Carlos de Alba's questions to COMMERCIAL METALS (CMC) leadership • Q4 2025
Question
Carlos de Alba followed up on the margin discussion, asking how quickly CPMP's margins, particularly from recent acquisitions, could align with Foley's and core CPMP levels. He also sought clarification on the $5-10 million incremental EBITDA for CPMP and the company's outlook for dividends and buybacks given strong free cash flow generation and reduced cash taxes.
Answer
President and CEO Peter Matt advised caution on specific timeframes for CPMP margin improvement until transactions close, but suggested a three to five-year horizon for synergy realization.
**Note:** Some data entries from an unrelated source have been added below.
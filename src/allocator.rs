//! Allocator facade: the three public operations and the `GlobalAlloc`
//! adapter.
//!
//! The `ParMalloc` struct is zero-sized; all mutable state lives in
//! module-level statics (central pool, arena registry, reclaimer) or in
//! thread-local arenas. The first allocate anywhere in the process spawns
//! the reclaimer.

use crate::arena::{self, ORPHANS};
use crate::central::CENTRAL;
use crate::platform;
use crate::reclaim;
use crate::span::{self, Span, HEADER_SIZE, LARGE_THRESHOLD};
use crate::PAGE_SIZE;
use core::alloc::{GlobalAlloc, Layout};
use core::mem;
use core::ptr;

/// Requests above this cannot be rounded to a page multiple without
/// overflowing; they are unsatisfiable by construction.
const MAX_REQUEST: usize = usize::MAX - 2 * PAGE_SIZE;

/// Mapping failed and the allocator holds no reserve; there is nothing to
/// hand back to the caller.
#[cold]
pub(crate) fn oom_abort() -> ! {
    std::process::abort()
}

/// Allocate `size` bytes, returning a 16-byte-aligned payload pointer.
/// Null for zero-size (and unroundable) requests; aborts the process on
/// OS exhaustion.
pub fn allocate(size: usize) -> *mut u8 {
    if size == 0 || size > MAX_REQUEST {
        return ptr::null_mut();
    }
    reclaim::ensure_started();

    let needed = span::round_size(size);
    if needed >= LARGE_THRESHOLD {
        return large_allocate(needed);
    }
    arena::with_arena(|a| unsafe { a.allocate(needed) })
        .unwrap_or_else(|| fallback_allocate(needed))
}

/// Release a payload pointer previously returned by [`allocate`] or
/// [`resize`]. Null is a no-op.
///
/// # Safety
///
/// `ptr` must be null or a live payload pointer from this allocator;
/// releasing twice is undefined.
pub unsafe fn release(ptr: *mut u8) {
    if ptr.is_null() {
        return;
    }
    let span = unsafe { span::of_payload(ptr) };
    let size = unsafe { (*span).size };
    debug_assert!(size >= span::MIN_SPAN && size % HEADER_SIZE == 0);

    if size >= LARGE_THRESHOLD {
        // Large spans record their mapping length; hand it straight back.
        unsafe { platform::unmap(span as *mut u8, size) };
        return;
    }

    if arena::with_arena(|a| unsafe { a.release(span) }).is_none() {
        // Thread-local storage is gone (teardown): park the span for the
        // reclaimer instead.
        unsafe { ORPHANS.push(span) };
        reclaim::signal();
    }
}

/// Grow or shrink an allocation to at least `new_size` bytes, preserving
/// the payload prefix. Null `ptr` delegates to [`allocate`]; `new_size`
/// of zero releases and returns null.
///
/// # Safety
///
/// `ptr` must be null or a live payload pointer from this allocator. On
/// growth the old pointer is released and must not be used again.
pub unsafe fn resize(ptr: *mut u8, new_size: usize) -> *mut u8 {
    if ptr.is_null() {
        return allocate(new_size);
    }
    if new_size == 0 {
        unsafe { release(ptr) };
        return ptr::null_mut();
    }
    if new_size > MAX_REQUEST {
        return ptr::null_mut();
    }

    let span = unsafe { span::of_payload(ptr) };
    let current = unsafe { (*span).size };
    if span::round_size(new_size) <= current {
        return ptr;
    }

    let fresh = allocate(new_size);
    // allocate aborts rather than failing here, so fresh is non-null.
    unsafe {
        ptr::copy_nonoverlapping(ptr, fresh, current - HEADER_SIZE);
        release(ptr);
    }
    fresh
}

/// Large path: a dedicated mapping per span. The header records the
/// page-rounded mapping length so release can unmap it exactly.
#[cold]
fn large_allocate(needed: usize) -> *mut u8 {
    let len = platform::page_round(needed);
    let region = platform::map(len);
    if region.is_null() {
        oom_abort();
    }
    let span = region as *mut Span;
    unsafe {
        (*span).size = len;
        span::payload(span)
    }
}

/// Service a small allocation without a thread-local arena (thread
/// startup/teardown): central pool first, else a dedicated mapping.
#[cold]
fn fallback_allocate(needed: usize) -> *mut u8 {
    let head = CENTRAL.take(needed);
    if !head.is_null() {
        unsafe {
            // No cache to keep a remainder in; park it for the reclaimer.
            if let Some(rem) = span::split(head, needed) {
                ORPHANS.push(rem);
                reclaim::signal();
            }
            return span::payload(head);
        }
    }
    large_allocate(needed)
}

// =============================================================================
// GlobalAlloc adapter
// =============================================================================

/// Thread-caching allocator with background reclamation.
///
/// Register as the global allocator with:
/// ```ignore
/// #[global_allocator]
/// static GLOBAL: parmalloc::ParMalloc = parmalloc::ParMalloc;
/// ```
pub struct ParMalloc;

unsafe impl GlobalAlloc for ParMalloc {
    unsafe fn alloc(&self, layout: Layout) -> *mut u8 {
        let size = layout.size();
        let align = layout.align();
        if size == 0 {
            // Non-null aligned dangling pointer for ZSTs.
            return align as *mut u8;
        }
        if align <= HEADER_SIZE {
            return allocate(size);
        }
        unsafe { alloc_overaligned(size, align) }
    }

    unsafe fn dealloc(&self, ptr: *mut u8, layout: Layout) {
        if ptr.is_null() || layout.size() == 0 {
            return;
        }
        if layout.align() <= HEADER_SIZE {
            unsafe { release(ptr) };
        } else {
            // SAFETY: alloc_overaligned stashed the true payload pointer
            // in the word before the aligned one.
            unsafe { release(*(ptr.sub(mem::size_of::<*mut u8>()) as *mut *mut u8)) };
        }
    }

    unsafe fn alloc_zeroed(&self, layout: Layout) -> *mut u8 {
        let ptr = unsafe { self.alloc(layout) };
        if !ptr.is_null() && layout.size() > 0 {
            // Recycled spans are dirty; fresh mappings happen to be zeroed
            // but the caller cannot tell which it got.
            unsafe { ptr::write_bytes(ptr, 0, layout.size()) };
        }
        ptr
    }

    unsafe fn realloc(&self, ptr: *mut u8, layout: Layout, new_size: usize) -> *mut u8 {
        if ptr.is_null() || layout.size() == 0 {
            let new_layout =
                unsafe { Layout::from_size_align_unchecked(new_size, layout.align()) };
            return unsafe { self.alloc(new_layout) };
        }
        if new_size == 0 {
            unsafe { self.dealloc(ptr, layout) };
            return layout.align() as *mut u8;
        }
        if layout.align() <= HEADER_SIZE {
            return unsafe { resize(ptr, new_size) };
        }

        // Over-aligned: the true payload pointer cannot be recovered once
        // the stash offset changes, so move the allocation.
        let new_layout = unsafe { Layout::from_size_align_unchecked(new_size, layout.align()) };
        let fresh = unsafe { self.alloc(new_layout) };
        if !fresh.is_null() {
            let copy = layout.size().min(new_size);
            unsafe {
                ptr::copy_nonoverlapping(ptr, fresh, copy);
                self.dealloc(ptr, layout);
            }
        }
        fresh
    }
}

/// Alignments beyond the header width: over-allocate, place the payload at
/// the aligned offset, and stash the true payload pointer in the word just
/// before it.
unsafe fn alloc_overaligned(size: usize, align: usize) -> *mut u8 {
    let total = match size
        .checked_add(align)
        .and_then(|t| t.checked_add(HEADER_SIZE))
    {
        Some(total) => total,
        None => return ptr::null_mut(),
    };
    let raw = allocate(total);
    if raw.is_null() {
        return ptr::null_mut();
    }
    // raw + HEADER_SIZE leaves at least a word of room below the aligned
    // address for the stash.
    let aligned = (raw as usize + HEADER_SIZE).next_multiple_of(align);
    unsafe {
        *((aligned - mem::size_of::<*mut u8>()) as *mut *mut u8) = raw;
    }
    aligned as *mut u8
}

#[cfg(test)]
mod tests {
    use super::*;

    #[test]
    fn test_zero_size_returns_null() {
        assert!(allocate(0).is_null());
    }

    #[test]
    fn test_release_null_is_noop() {
        unsafe { release(ptr::null_mut()) };
    }

    #[test]
    fn test_payloads_are_aligned_and_writable() {
        let mut live = Vec::new();
        for size in 1..200usize {
            let p = allocate(size);
            assert!(!p.is_null());
            assert_eq!(p as usize % 16, 0, "size {} misaligned", size);
            unsafe {
                for i in 0..size {
                    *p.add(i) = (size ^ i) as u8;
                }
            }
            live.push((p, size));
        }
        for &(p, size) in &live {
            unsafe {
                for i in 0..size {
                    assert_eq!(*p.add(i), (size ^ i) as u8);
                }
                release(p);
            }
        }
    }

    #[test]
    fn test_freed_span_is_reused_lifo() {
        let p1 = allocate(24);
        let p2 = allocate(40);
        unsafe { release(p1) };
        let p3 = allocate(24);
        assert_eq!(p3, p1);
        unsafe {
            release(p2);
            release(p3);
        }
    }

    #[test]
    fn test_large_allocation_is_page_backed() {
        let p = allocate(5000);
        assert!(!p.is_null());
        // The header sits on the page boundary, the payload right after it.
        assert_eq!(p as usize % PAGE_SIZE, HEADER_SIZE);
        unsafe {
            let span = span::of_payload(p);
            assert_eq!((*span).size, platform::page_round(span::round_size(5000)));
            *p = 0xEE;
            *p.add(4999) = 0xFF;
            assert_eq!(*p, 0xEE);
            release(p);
        }
    }

    #[test]
    fn test_resize_within_span_returns_same_pointer() {
        let p = allocate(100); // rounds to 128
        unsafe {
            assert_eq!(resize(p, 50), p);
            assert_eq!(resize(p, 112), p); // 112 rounds to 128 exactly
            release(p);
        }
    }

    #[test]
    fn test_resize_growth_preserves_payload() {
        let p = allocate(16);
        unsafe {
            for i in 0..16u8 {
                *p.add(i as usize) = i;
            }
            let q = resize(p, 2048);
            assert_ne!(q, p);
            for i in 0..16u8 {
                assert_eq!(*q.add(i as usize), i);
            }
            release(q);
        }
    }

    #[test]
    fn test_resize_null_allocates() {
        let p = unsafe { resize(ptr::null_mut(), 64) };
        assert!(!p.is_null());
        unsafe { release(p) };
    }

    #[test]
    fn test_resize_to_zero_releases() {
        let p = allocate(64);
        assert!(unsafe { resize(p, 0) }.is_null());
    }

    #[test]
    fn test_global_alloc_zst() {
        let a = ParMalloc;
        let layout = Layout::from_size_align(0, 32).unwrap();
        let p = unsafe { a.alloc(layout) };
        assert_eq!(p as usize, 32);
        unsafe { a.dealloc(p, layout) };
    }

    #[test]
    fn test_global_alloc_overaligned() {
        let a = ParMalloc;
        for align in [32usize, 64, 256, 4096] {
            let layout = Layout::from_size_align(100, align).unwrap();
            let p = unsafe { a.alloc(layout) };
            assert!(!p.is_null());
            assert_eq!(p as usize % align, 0, "align {}", align);
            unsafe {
                ptr::write_bytes(p, 0xA5, 100);
                assert_eq!(*p.add(99), 0xA5);
                a.dealloc(p, layout);
            }
        }
    }

    #[test]
    fn test_global_alloc_zeroed_after_reuse() {
        let a = ParMalloc;
        let layout = Layout::from_size_align(128, 8).unwrap();
        unsafe {
            // Dirty a span, free it, then ask for zeroed memory of the same
            // size: the recycled bytes must come back clean.
            let p = a.alloc(layout);
            ptr::write_bytes(p, 0xDD, 128);
            a.dealloc(p, layout);

            let q = a.alloc_zeroed(layout);
            for i in 0..128 {
                assert_eq!(*q.add(i), 0, "byte {} not zeroed", i);
            }
            a.dealloc(q, layout);
        }
    }

    #[test]
    fn test_global_realloc_overaligned_preserves() {
        let a = ParMalloc;
        let layout = Layout::from_size_align(64, 64).unwrap();
        unsafe {
            let p = a.alloc(layout);
            for i in 0..64u8 {
                *p.add(i as usize) = i;
            }
            let q = a.realloc(p, layout, 512);
            assert_eq!(q as usize % 64, 0);
            for i in 0..64u8 {
                assert_eq!(*q.add(i as usize), i);
            }
            a.dealloc(q, Layout::from_size_align(512, 64).unwrap());
        }
    }
}
//! Central pool: the shared list of coalesced free spans.
//!
//! The list is kept sorted descending by size, so checking the head is the
//! whole availability test: if the head does not fit, nothing on the list
//! does. Allocating threads only ever detach the head; the reclaimer
//! replaces the entire list in one swap and walks away with the old one.

use crate::span::Span;
use crate::sync::SpinMutex;
use core::mem;
use core::ptr;

struct Head(*mut Span);

// SAFETY: spans on the central list are quiescent free spans; the latch
// serializes every accessor, and the latch acquire/release pair carries the
// happens-before edge from the thread that deposited a span to the thread
// that reuses it.
unsafe impl Send for Head {}

pub struct CentralPool {
    head: SpinMutex<Head>,
}

impl CentralPool {
    pub const fn new() -> Self {
        Self {
            head: SpinMutex::new(Head(ptr::null_mut())),
        }
    }

    /// Detach and return the head span if it can hold `want` bytes,
    /// null otherwise.
    pub fn take(&self, want: usize) -> *mut Span {
        let mut head = self.head.lock();
        let span = head.0;
        if span.is_null() || unsafe { (*span).size } < want {
            return ptr::null_mut();
        }
        head.0 = unsafe { (*span).next };
        span
    }

    /// Install a freshly sorted list wholesale, returning the previous one.
    pub fn swap(&self, list: *mut Span) -> *mut Span {
        let mut head = self.head.lock();
        mem::replace(&mut head.0, list)
    }
}

/// The process-wide pool.
pub static CENTRAL: CentralPool = CentralPool::new();
//! Terminal launcher for an external mosh protocol engine.
//!
//! The launcher collects connection parameters, puts the local terminal in raw
//! mode and relays keystrokes, resizes and display output between it and the
//! engine process.

pub mod cli;
pub mod models;
pub mod services;
pub mod state;
pub mod ui;
pub mod utils;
He clarified that the $5-10 million synergy was for the initial CPMP acquisition, with an additional $25-30 million expected from the Foley transaction over three to five years. Regarding capital allocation, Peter Matt stated no plans to change the dividend and that the long-term capital allocation strategy remains unchanged. He indicated a temporary slowdown in share repurchases to offset employee share grants while delevering, with plans to ramp up repurchases once net leverage is below two times. SVP and CFO Paul Lawrence expressed confidence in delevering quickly due to strong cash flow, lack of U.S. cash taxes, reduced CapEx, and strong expected EBITDA.